Start of DATA LISTING
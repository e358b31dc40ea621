//! Semantic model builder.
//!
//! Consumes the parse tree once and produces an immutable arena of countries
//! and components with dense integer ids. All later stages (evaluation,
//! dependency analysis, compilation) address components by `ComponentId`
//! instead of re-walking string-keyed maps.

use std::collections::HashMap;
use std::rc::Rc;

use serde::Serialize;
use thiserror::Error;

use crate::ast::{Block, ComponentBody as AstBody, CurrencyDecl, Expr, Program, Wrapper};
use crate::currency::{CurrencyError, CurrencyTable};
use crate::plan::{self, ComponentPlans};

/// A dense, stable identifier into the crate-wide component arena.
#[derive(Debug, Clone, Copy, PartialEq, Eq, Hash, PartialOrd, Ord, Default)]
pub struct ComponentId(pub u32);

impl ComponentId {
    #[inline(always)]
    pub fn index(&self) -> usize {
        self.0 as usize
    }
    pub fn new(idx: usize) -> Self {
        Self(idx as u32)
    }
}

#[derive(Debug, Clone, Copy, PartialEq, Eq, Hash, PartialOrd, Ord, Default)]
pub struct CountryId(pub u32);

impl CountryId {
    #[inline(always)]
    pub fn index(&self) -> usize {
        self.0 as usize
    }
    pub fn new(idx: usize) -> Self {
        Self(idx as u32)
    }
}

#[derive(Error, Debug, Clone, PartialEq)]
pub enum ModelError {
    #[error("Duplicate country definition: {0}")]
    DuplicateCountry(String),
    #[error("Duplicate component in {country}: {kind}:{name}")]
    DuplicateComponent {
        country: String,
        kind: String,
        name: String,
    },
    #[error("Currency metadata for {country} must reference EUR, e.g. ({currency} = 0.60 * EUR)")]
    CurrencyBaseNotEur { country: String, currency: String },
    #[error(transparent)]
    Currency(#[from] CurrencyError),
    #[error("Missing conversion rate for currency \"{currency}\" in country \"{country}\"")]
    MissingRate { currency: String, country: String },
}

/// Evaluation body of a component, with the shared parse-tree parts
/// reference-counted so evaluation frames can hold onto block statements.
#[derive(Debug, Clone, PartialEq)]
pub enum ComponentBody {
    Number(f64),
    Expr(Rc<Expr>),
    Block(Rc<Block>),
}

#[derive(Debug, Clone)]
pub struct Component {
    pub id: ComponentId,
    pub country: CountryId,
    pub name: String,
    pub name_key: String,
    pub kind: String,
    pub kind_key: String,
    pub wrapper: Wrapper,
    pub body: ComponentBody,
}

#[derive(Debug, Clone)]
pub struct Country {
    pub id: CountryId,
    pub name: String,
    pub key: String,
    pub currency: String,
    pub currency_key: String,
    /// Set only when a rate is literally declared in the header; otherwise the
    /// external currency table must supply it.
    pub currency_to_eur: Option<f64>,
    pub component_ids: Vec<ComponentId>,
    by_kind_and_name: HashMap<(String, String), ComponentId>,
    by_kind: HashMap<String, Vec<ComponentId>>,
    by_name: HashMap<String, Vec<ComponentId>>,
}

impl Country {
    pub fn lookup_kind_name(&self, kind_key: &str, name_key: &str) -> Option<ComponentId> {
        self.by_kind_and_name
            .get(&(kind_key.to_string(), name_key.to_string()))
            .copied()
    }

    pub fn lookup_by_name(&self, name_key: &str) -> &[ComponentId] {
        self.by_name.get(name_key).map(Vec::as_slice).unwrap_or(&[])
    }

    pub fn lookup_by_kind(&self, kind_key: &str) -> &[ComponentId] {
        self.by_kind.get(kind_key).map(Vec::as_slice).unwrap_or(&[])
    }
}

/// Model summary consumed by UI layers to populate pickers.
#[derive(Debug, Clone, PartialEq, Serialize)]
pub struct CountrySummary {
    pub name: String,
    pub currency: String,
    /// Distinct non-`_` kinds, in first-seen order.
    pub kinds: Vec<String>,
}

#[derive(Debug, Clone, Default)]
pub struct TaxModel {
    countries: Vec<Country>,
    components: Vec<Component>,
    /// Fast-path plans, parallel to `components`.
    plans: Vec<ComponentPlans>,
    by_country_key: HashMap<String, CountryId>,
}

impl TaxModel {
    /// Builds the model and precomputes fast-path plans.
    ///
    /// Duplicate countries and duplicate (kind, name) pairs fail eagerly;
    /// reference errors are deliberately left to evaluation time.
    pub fn build(program: &Program) -> Result<Self, ModelError> {
        let mut model = TaxModel::default();

        for country_block in &program.countries {
            let country_name = country_block.name.clone();
            let country_key = normalize_identifier(&country_name);
            if model.by_country_key.contains_key(&country_key) {
                return Err(ModelError::DuplicateCountry(country_name));
            }

            let (currency, currency_to_eur) =
                resolve_currency_decl(&country_name, country_block.currency.as_ref())?;

            let country_id = CountryId::new(model.countries.len());
            let mut country = Country {
                id: country_id,
                name: country_name.clone(),
                key: country_key.clone(),
                currency_key: normalize_currency(&currency),
                currency,
                currency_to_eur,
                component_ids: Vec::with_capacity(country_block.components.len()),
                by_kind_and_name: HashMap::new(),
                by_kind: HashMap::new(),
                by_name: HashMap::new(),
            };

            for def in &country_block.components {
                let kind = def.kind.clone().unwrap_or_else(|| "_".to_string());
                let kind_key = normalize_identifier(&kind);
                let name_key = normalize_identifier(&def.name);

                let pair = (kind_key.clone(), name_key.clone());
                if country.by_kind_and_name.contains_key(&pair) {
                    return Err(ModelError::DuplicateComponent {
                        country: country_name,
                        kind,
                        name: def.name.clone(),
                    });
                }

                let id = ComponentId::new(model.components.len());
                let component = Component {
                    id,
                    country: country_id,
                    name: def.name.clone(),
                    name_key: name_key.clone(),
                    kind,
                    kind_key: kind_key.clone(),
                    wrapper: def.wrapper,
                    body: match &def.body {
                        AstBody::Number(value) => ComponentBody::Number(*value),
                        AstBody::Expr(expr) => ComponentBody::Expr(Rc::clone(expr)),
                        AstBody::Block(block) => ComponentBody::Block(Rc::clone(block)),
                    },
                };

                country.by_kind_and_name.insert(pair, id);
                country.by_kind.entry(kind_key).or_default().push(id);
                country.by_name.entry(name_key).or_default().push(id);
                country.component_ids.push(id);

                model.plans.push(plan::build_component_plans(&component));
                model.components.push(component);
            }

            model.by_country_key.insert(country_key, country_id);
            model.countries.push(country);
        }

        Ok(model)
    }

    /// Merges header-declared rates into the table, then verifies every
    /// country's currency resolves before any evaluation can run.
    pub fn seed_currency_table(&self, table: &mut CurrencyTable) -> Result<(), ModelError> {
        for country in &self.countries {
            if let Some(rate) = country.currency_to_eur {
                table.declare(&country.currency, rate)?;
            }
        }
        for country in &self.countries {
            if table.rate_to_eur(&country.currency_key).is_none() {
                return Err(ModelError::MissingRate {
                    currency: country.currency_key.clone(),
                    country: country.name.clone(),
                });
            }
        }
        Ok(())
    }

    pub fn country_by_key(&self, key: &str) -> Option<&Country> {
        self.by_country_key
            .get(key)
            .map(|id| &self.countries[id.index()])
    }

    #[inline(always)]
    pub fn country(&self, id: CountryId) -> &Country {
        &self.countries[id.index()]
    }

    #[inline(always)]
    pub fn component(&self, id: ComponentId) -> &Component {
        &self.components[id.index()]
    }

    #[inline(always)]
    pub fn plans(&self, id: ComponentId) -> &ComponentPlans {
        &self.plans[id.index()]
    }

    pub fn countries(&self) -> &[Country] {
        &self.countries
    }

    pub fn component_count(&self) -> usize {
        self.components.len()
    }

    /// Human-readable label used in circular-reference diagnostics.
    pub fn component_label(&self, id: ComponentId) -> String {
        let component = self.component(id);
        let country = self.country(component.country);
        format!("{}.{}.{}", country.name, component.kind, component.name)
    }

    pub fn summaries(&self) -> Vec<CountrySummary> {
        self.countries
            .iter()
            .map(|country| {
                let mut kinds = Vec::new();
                for &id in &country.component_ids {
                    let component = self.component(id);
                    if component.kind_key != "_" && !kinds.contains(&component.kind) {
                        kinds.push(component.kind.clone());
                    }
                }
                CountrySummary {
                    name: country.name.clone(),
                    currency: country.currency.clone(),
                    kinds,
                }
            })
            .collect()
    }
}

/// Why a reference path failed to resolve. The evaluator maps these onto its
/// error taxonomy with the offending path attached.
#[derive(Debug, Clone, Copy, PartialEq, Eq)]
pub enum RefFailure {
    Unknown,
    Ambiguous,
    UnknownCountry,
}

impl TaxModel {
    /// Resolves a reference path against the current country. Accepted
    /// shapes: `Name`, `Kind.Name`, `Country.Name`, `Country.Kind.Name`.
    /// An unqualified name must match exactly one component.
    pub fn resolve_reference(
        &self,
        current: CountryId,
        path: &crate::ast::RefPath,
    ) -> Result<ComponentId, RefFailure> {
        let normalized: Vec<String> = path.0.iter().map(|s| normalize_identifier(s)).collect();
        let country = self.country(current);

        match normalized.as_slice() {
            [name] => match country.lookup_by_name(name) {
                [only] => Ok(*only),
                [] => Err(RefFailure::Unknown),
                _ => Err(RefFailure::Ambiguous),
            },
            [first, second] => {
                if let Some(id) = country.lookup_kind_name(first, second) {
                    return Ok(id);
                }
                if let Some(target) = self.country_by_key(first) {
                    return match target.lookup_by_name(second) {
                        [only] => Ok(*only),
                        [] => Err(RefFailure::Unknown),
                        _ => Err(RefFailure::Ambiguous),
                    };
                }
                Err(RefFailure::Unknown)
            }
            [country_key, kind_key, name_key] => {
                let target = self
                    .country_by_key(country_key)
                    .ok_or(RefFailure::UnknownCountry)?;
                target
                    .lookup_kind_name(kind_key, name_key)
                    .ok_or(RefFailure::Unknown)
            }
            _ => Err(RefFailure::Unknown),
        }
    }
}

fn resolve_currency_decl(
    country_name: &str,
    decl: Option<&CurrencyDecl>,
) -> Result<(String, Option<f64>), ModelError> {
    let Some(decl) = decl else {
        return Ok(("EUR".to_string(), None));
    };

    match decl {
        CurrencyDecl::Bare(code) => Ok((code.clone(), None)),
        CurrencyDecl::Direct { code, rate, base } => {
            if normalize_currency(base) != "EUR" {
                return Err(ModelError::CurrencyBaseNotEur {
                    country: country_name.to_string(),
                    currency: code.clone(),
                });
            }
            if !rate.is_finite() || *rate <= 0.0 {
                return Err(CurrencyError::NonPositiveRate(normalize_currency(code)).into());
            }
            Ok((code.clone(), Some(*rate)))
        }
        CurrencyDecl::Reverse { amount, code, base } => {
            if normalize_currency(base) != "EUR" {
                return Err(ModelError::CurrencyBaseNotEur {
                    country: country_name.to_string(),
                    currency: code.clone(),
                });
            }
            if !amount.is_finite() || *amount <= 0.0 {
                return Err(CurrencyError::NonPositiveRate(normalize_currency(code)).into());
            }
            // `11.25 CUR = EUR` quotes the local amount per euro; invert it.
            Ok((code.clone(), Some(1.0 / amount)))
        }
    }
}

/// Case-insensitive identifier key. Country, kind and component names compare
/// through this.
pub fn normalize_identifier(value: &str) -> String {
    value.trim().to_lowercase()
}

/// Enabled-schedule tokens additionally collapse interior whitespace so
/// `"income tax"` matches the kind `income_tax`.
pub fn normalize_schedule_token(value: &str) -> String {
    value
        .trim()
        .to_lowercase()
        .split_whitespace()
        .collect::<Vec<_>>()
        .join("_")
}

pub fn normalize_currency(value: &str) -> String {
    value.trim().to_uppercase()
}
End of DATA LISTING
_WORK INSTRUCTION_
Reproduce the lines of the records exactly, from the first one through the line that contains "pub struct CountryId(pub u32);".

_OUTPUT FOR THIS TASK_
repository e358b31dc40ea621
//! Semantic model builder.
//!
//! Consumes the parse tree once and produces an immutable arena of countries
//! and components with dense integer ids. All later stages (evaluation,
//! dependency analysis, compilation) address components by `ComponentId`
//! instead of re-walking string-keyed maps.

use std::collections::HashMap;
use std::rc::Rc;

use serde::Serialize;
use thiserror::Error;

use crate::ast::{Block, ComponentBody as AstBody, CurrencyDecl, Expr, Program, Wrapper};
use crate::currency::{CurrencyError, CurrencyTable};
use crate::plan::{self, ComponentPlans};

/// A dense, stable identifier into the crate-wide component arena.
#[derive(Debug, Clone, Copy, PartialEq, Eq, Hash, PartialOrd, Ord, Default)]
pub struct ComponentId(pub u32);

impl ComponentId {
    #[inline(always)]
    pub fn index(&self) -> usize {
        self.0 as usize
    }
    pub fn new(idx: usize) -> Self {
        Self(idx as u32)
    }
}

#[derive(Debug, Clone, Copy, PartialEq, Eq, Hash, PartialOrd, Ord, Default)]
pub struct CountryId(pub u32);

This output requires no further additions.